┌──

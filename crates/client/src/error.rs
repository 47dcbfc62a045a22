// SPDX-License-Identifier: MIT
// Copyright (c) 2026 Immo Labs

//! Error types for the sync client.

use thiserror::Error;

/// Errors surfaced by gateway implementations and the retry layer.
#[derive(Debug, Error)]
pub enum GatewayError {
    /// The request never produced an HTTP response (DNS failure, refused
    /// connection, timeout, malformed body).
    #[error("network error: {0}")]
    Network(String),

    /// The server answered with a non-success status and an error message.
    #[error("server error ({status}): {message}")]
    Server { status: u16, message: String },

    /// Connectivity was lost between attempts; the write stays queued.
    #[error("went offline after {attempt} attempt(s)")]
    WentOffline { attempt: u32 },

    /// All retry attempts were consumed without a success.
    #[error("gave up after {attempts} attempt(s): {source}")]
    RetryExhausted {
        attempts: u32,
        source: Box<GatewayError>,
    },
}

impl GatewayError {
    /// The user-facing message for this error.
    ///
    /// Server rejections carry the server's own wording; everything else
    /// falls back to the display form.
    pub fn user_message(&self) -> String {
        match self {
            GatewayError::Server { message, .. } => message.clone(),
            GatewayError::RetryExhausted { source, .. } => source.user_message(),
            other => other.to_string(),
        }
    }
}

/// Errors from the local SQLite-backed store.
#[derive(Debug, Error)]
pub enum StoreError {
    #[error("database error: {0}")]
    Database(#[from] rusqlite::Error),

    #[error("serialization error: {0}")]
    Serialization(#[from] serde_json::Error),

    #[error("io error: {0}")]
    Io(#[from] std::io::Error),

    #[error("corrupted queue entry: {0}")]
    CorruptedData(String),
}

/// Top-level error for coordinator operations.
#[derive(Debug, Error)]
pub enum ClientError {
    #[error(transparent)]
    Store(#[from] StoreError),

    #[error(transparent)]
    Gateway(#[from] GatewayError),
}

#[cfg(test)]
#[path = "error_tests.rs"]
mod tests;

└──

* [WHAT TO WORK ON]:
Exactly how many lines in the data above hold "RetryExhausted"? State that number only.

* [EXERCISE RESPONSE]:
2